There is one thing that we always talk about, and that is the stars at night. The milky way was beautiful, and the stars were so bright. With all of the light pollution we got today, nobody gets to see it as we did.
Remembering the Bombs
There was another incident that occurred one morning. Our father worked in the brass foundry at Willeys the gas engineers in Willeys Avenue. A German plane was being chased by a Spitfire, and as it flew over the gas works it let a bomb go. The plane was quite low, and the bomb hit the top of one of the gasometers. The fin broke off and the bomb which then bounced over the foundry where our dad was working. There was a hole in the roof and he saw the bomb spinning over and over to land on a house up the road in Willeys Avenue where it killed a chap who had just left work from nightshift and gone home to have his breakfast.
At a house in the Heavitree area, a bomb struck a house, where it went down the chimney and landed in the fireplace, but luckily it didn't explode.

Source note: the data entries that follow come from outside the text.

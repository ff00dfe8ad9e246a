//! Request/response logging.
//!
//! Logs requests and responses using the `tracing` crate. The same value
//! works as a request and as a response interceptor; register it on both
//! chains to get both sides.

use std::future;

use sofetch_core::{Envelope, InterceptFuture, Interceptor, RequestConfig};
use tracing::{debug, info, warn};

/// Log level for the logging interceptor.
#[derive(Debug, Clone, Copy, Default, PartialEq, Eq)]
pub enum LogLevel {
    /// Log at debug level (request/response details).
    Debug,
    /// Log at info level (summary only).
    #[default]
    Info,
}

/// Interceptor that logs requests and responses.
///
/// Error envelopes are always logged at `warn`.
///
/// # Example
///
/// ```ignore
/// use sofetch::Client;
/// use sofetch::middleware::Logging;
///
/// let client: Client = Client::builder()
///     .request_interceptor(Logging::debug())
///     .response_interceptor(Logging::debug())
///     .build();
/// ```
#[derive(Debug, Clone, Copy, Default)]
pub struct Logging {
    level: LogLevel,
}

impl Logging {
    /// Create a logging interceptor at info level.
    #[must_use]
    pub fn new() -> Self {
        Self::default()
    }

    /// Create a logging interceptor that logs at debug level, headers included.
    #[must_use]
    pub fn debug() -> Self {
        Self {
            level: LogLevel::Debug,
        }
    }

    /// The configured level.
    #[must_use]
    pub fn level(&self) -> LogLevel {
        self.level
    }
}

impl Interceptor<RequestConfig> for Logging {
    fn intercept(&self, config: RequestConfig) -> InterceptFuture<'_, RequestConfig> {
        let method = config.method();
        let url = config.url();

        match self.level {
            LogLevel::Debug => {
                debug!(
                    method = %method,
                    url = %url,
                    headers = ?config.headers(),
                    "sending request"
                );
            }
            LogLevel::Info => {
                info!(method = %method, url = %url, "sending request");
            }
        }

        Box::pin(future::ready(Ok(config)))
    }
}

impl<T: Send + 'static> Interceptor<Envelope<T>> for Logging {
    fn intercept(&self, envelope: Envelope<T>) -> InterceptFuture<'_, Envelope<T>> {
        let status = envelope.status();
        let url = envelope
            .config()
            .map(RequestConfig::url)
            .unwrap_or_default();

        if envelope.is_error() {
            warn!(status, url, "request failed with HTTP error");
        } else {
            match self.level {
                LogLevel::Debug => {
                    debug!(
                        status,
                        url,
                        headers = ?envelope.headers(),
                        "request completed"
                    );
                }
                LogLevel::Info => info!(status, url, "request completed"),
            }
        }

        Box::pin(future::ready(Ok(envelope)))
    }
}

#[cfg(test)]
mod tests {
    use serde_json::{Value, json};
    use sofetch_core::{Body, Headers, Method};

    use super::*;

    #[test]
    fn default_level_is_info() {
        assert_eq!(Logging::new().level(), LogLevel::Info);
        assert_eq!(Logging::debug().level(), LogLevel::Debug);
    }

    #[tokio::test]
    async fn request_passes_through() {
        let mut config = RequestConfig::new(Method::Delete, "https://api.example.com/items/3");
        config.headers_mut().insert("X-Trace", "abc");

        let logged = Logging::debug()
            .intercept(config.clone())
            .await
            .expect("intercept");

        assert_eq!(logged, config);
    }

    #[tokio::test]
    async fn response_passes_through() {
        for status in [200, 500] {
            let envelope: Envelope<Value> =
                Envelope::new(status, Headers::new(), Body::Json(json!({"ok": true})));

            let logged = Logging::new().intercept(envelope).await.expect("intercept");

            assert_eq!(logged.status(), status);
            assert_eq!(logged.json(), Some(&json!({"ok": true})));
        }
    }
}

Another day a bomb exploded near my wife's home, and a picture hanging on the picture rail and slid down the wall, hit the floor but didn't break the glass. However, the window did shatter and her dressing table and bed were covered in splinters of glass. She was glad that she was elsewhere at the time.
Fun for Children
In 1943 when the Americans were here we were attending John Stocker Junior School, and when a convoy of Americans went past the school up Dunsford Hill, they would often throw handfuls of sweets onto the road for us to scramble for.

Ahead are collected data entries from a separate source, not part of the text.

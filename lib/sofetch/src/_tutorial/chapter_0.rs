//! # Chapter 0: Getting Started
//!
//! Your first sofetch call in 5 minutes.
//!
//! ## What You'll Learn
//!
//! - Build a [`Client`](crate::Client) with a root URL
//! - Make a GET request
//! - Read the response envelope
//!
//! ## Prerequisites
//!
//! Add to `Cargo.toml`:
//!
//! ```toml
//! [dependencies]
//! sofetch = "0.1"
//! serde = { version = "1.0", features = ["derive"] }
//! tokio = { version = "1", features = ["full"] }
//! ```
//!
//! ## Your First Call
//!
//! ```ignore
//! use sofetch::prelude::*;
//!
//! #[tokio::main]
//! async fn main() -> Result<(), FetchError> {
//!     let client: Client = Client::builder()
//!         .root_url("https://api.example.com")
//!         .build();
//!
//!     let envelope = client.get("/users/42", RequestOptions::new()).await?;
//!     println!("{} {:?}", envelope.status(), envelope.json());
//!     Ok(())
//! }
//! ```
//!
//! `Client` without type parameters decodes JSON into `serde_json::Value`.
//!
//! ## What Happens During a Call
//!
//! ```text
//! build descriptor        root_url() + path, method, headers, body
//!   → request interceptors   in the order they were added
//!   → transport              hyper + rustls by default
//!   → parse                  JSON when content-type says so, text otherwise
//!   → response interceptors  in the order they were added
//!   → decide                 Ok(envelope) or Err(FetchError::Status(envelope))
//! ```
//!
//! Each step is awaited before the next one starts.
//!
//! ## Next Steps
//!
//! - [Chapter 1: Requests][super::chapter_1] - Options, verbs, JSON bodies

One thing we children used to do, was if we were playing in the field behind the Buddle Lane Welfare Centre, when the air raid siren, which was situated on top of the welfare building sounded, instead of running home or to an air raid shelter as we should have done, we would run down as near as we could to the siren and shout at each other to find out if we could hear each other. Of course we couldn't, and really it was a silly thing to do as with afterthought we could have all been strafed by an enemy plane and killed. Just like today kids don't see fear like we older persons.
After the War
When the war was over, on that night, and I don't know what time of night it was, our father woke us up, said that the war was over, and we got out of bed and went around our estate shouting to tell everyone. I remember one man opening his window to ask us what it was all about, and when we told him he went back to bed. A bonfire was lit in the middle of the Locarno Road and Oak Road junction as in many other places.

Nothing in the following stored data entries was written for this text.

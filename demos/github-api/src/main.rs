//! GitHub API Demo
//!
//! Demonstrates a small typed API wrapper built on sofetch interceptors.
//!
//! ```text
//! GITHUB_TOKEN=... RUST_LOG=debug cargo run -p github-api-demo
//! ```

// Demo-specific lint allowances
#![allow(missing_docs)]
#![allow(clippy::print_stdout)]

use serde::de::DeserializeOwned;
use sofetch::middleware::SetHeader;
use sofetch::prelude::*;
use tracing::info;
use tracing_subscriber::EnvFilter;

// ============================================================================
// Data Types
// ============================================================================

/// A GitHub contributor.
#[derive(Debug, Clone, PartialEq, Eq, Serialize, Deserialize)]
pub struct Contributor {
    pub login: String,
    pub contributions: u32,
}

/// A GitHub repository.
#[derive(Debug, Clone, PartialEq, Eq, Serialize, Deserialize)]
pub struct Repository {
    pub id: u64,
    pub name: String,
    pub full_name: String,
    pub description: Option<String>,
    pub stargazers_count: u32,
    pub forks_count: u32,
}

/// Request to create a GitHub issue.
#[derive(Debug, Clone, Serialize)]
pub struct CreateIssue {
    pub title: String,
    pub body: Option<String>,
    #[serde(skip_serializing_if = "Vec::is_empty")]
    pub labels: Vec<String>,
}

/// A GitHub issue.
#[derive(Debug, Clone, PartialEq, Eq, Serialize, Deserialize)]
pub struct Issue {
    pub id: u64,
    pub number: u32,
    pub title: String,
    pub body: Option<String>,
    pub state: String,
}

// ============================================================================
// API wrapper
// ============================================================================

const USER_AGENT: &str = "sofetch-github-demo/0.1.0";
const GITHUB_JSON: &str = "application/vnd.github+json";

/// Thin typed wrapper over a sofetch client.
#[derive(Debug, Clone)]
pub struct GitHub {
    client: Client,
}

impl GitHub {
    /// Client for `root_url` (a fixed URL or an environment-backed accessor).
    pub fn new(root_url: impl Into<RootUrl>) -> Self {
        let client = Client::builder()
            .root_url(root_url)
            .request_interceptor(SetHeader::overriding("User-Agent", USER_AGENT))
            .request_interceptor(SetHeader::if_absent("Accept", GITHUB_JSON))
            .with_bearer_auth_fn(|| std::env::var("GITHUB_TOKEN").ok())
            .with_logging()
            .with_metrics()
            .build();
        Self { client }
    }

    /// List contributors for a repository.
    ///
    /// GitHub answers `204 No Content` for an empty repository.
    pub async fn contributors(
        &self,
        owner: &str,
        repo: &str,
    ) -> Result<Vec<Contributor>, BoxError> {
        let envelope = self
            .client
            .get(
                &format!("/repos/{owner}/{repo}/contributors"),
                RequestOptions::new(),
            )
            .await?;
        if envelope.status() == 204 {
            return Ok(Vec::new());
        }
        decode(envelope)
    }

    /// Get repository information.
    pub async fn get_repo(&self, owner: &str, repo: &str) -> Result<Repository, BoxError> {
        let envelope = self
            .client
            .get(&format!("/repos/{owner}/{repo}"), RequestOptions::new())
            .await?;
        decode(envelope)
    }

    /// List issues in the given state.
    pub async fn list_issues(
        &self,
        owner: &str,
        repo: &str,
        state: &str,
        per_page: u32,
    ) -> Result<Vec<Issue>, BoxError> {
        let envelope = self
            .client
            .get(
                &format!("/repos/{owner}/{repo}/issues?state={state}&per_page={per_page}"),
                RequestOptions::new(),
            )
            .await?;
        decode(envelope)
    }

    /// Create an issue. Requires `GITHUB_TOKEN`.
    pub async fn create_issue(
        &self,
        owner: &str,
        repo: &str,
        issue: &CreateIssue,
    ) -> Result<Issue, BoxError> {
        let envelope = self
            .client
            .post_json(
                &format!("/repos/{owner}/{repo}/issues"),
                issue,
                RequestOptions::new(),
            )
            .await?;
        decode(envelope)
    }
}

fn decode<T: DeserializeOwned>(envelope: Envelope) -> Result<T, BoxError> {
    match envelope.into_body() {
        Body::Json(value) => Ok(serde_json::from_value(value)?),
        Body::Text(text) => Err(format!("expected a JSON body, got {text:?}").into()),
    }
}

// ============================================================================
// Main
// ============================================================================

#[tokio::main]
async fn main() -> Result<(), BoxError> {
    tracing_subscriber::fmt()
        .with_env_filter(
            EnvFilter::try_from_default_env().unwrap_or_else(|_| EnvFilter::new("info")),
        )
        .init();

    let root_url = RootUrl::from_env("GITHUB_API_URL", "https://api.github.com");
    let github = GitHub::new(root_url);
    info!(client = ?github, "GitHub client created");

    let repo = github.get_repo("rust-lang", "rust").await?;
    println!(
        "{}: {} stars, {} forks",
        repo.full_name, repo.stargazers_count, repo.forks_count
    );

    let issues = github.list_issues("rust-lang", "rust", "open", 5).await?;
    for issue in issues {
        println!("#{} {}", issue.number, issue.title);
    }

    Ok(())
}

// ============================================================================
// Tests using wiremock
// ============================================================================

A few weeks after that nearly every street in the city had a street party for everyone to attend, with a great row of tables and chairs from all of the houses set out down the middle of the road. People were dancing in the streets. This was during the days of rationing.
We had to wait a long time before we saw a banana in the shops, and we were only allowed two ounces of sweets a week.
And when ice cream came into Albony Freins sweetshop at the top end of Cowick Street, there were so many people after it and the shop doorway was too narrow for two persons to pass, so he had to let them in the front door and out of the back door.
You can imagine his stock was sold very quickly.
We can't remember a lot about rationing, we had a large garden so dad grew a lot of vegetables, and he kept chickens. So he surrendered some items which included eggs, to enable him to get feed for chickens instead. I think as kids we were only allowed 1 ¼oz of sweets a week. Sometimes we would ask for a ½ penny's worth of waste, which were the chips that had broken off the unwrapped boiled sweets and fallen to the bottom of the sweet jar. This was only available if you were lucky enough to be there when the jar was virtually empty.
Ron & Janet James of Frome, Somerset.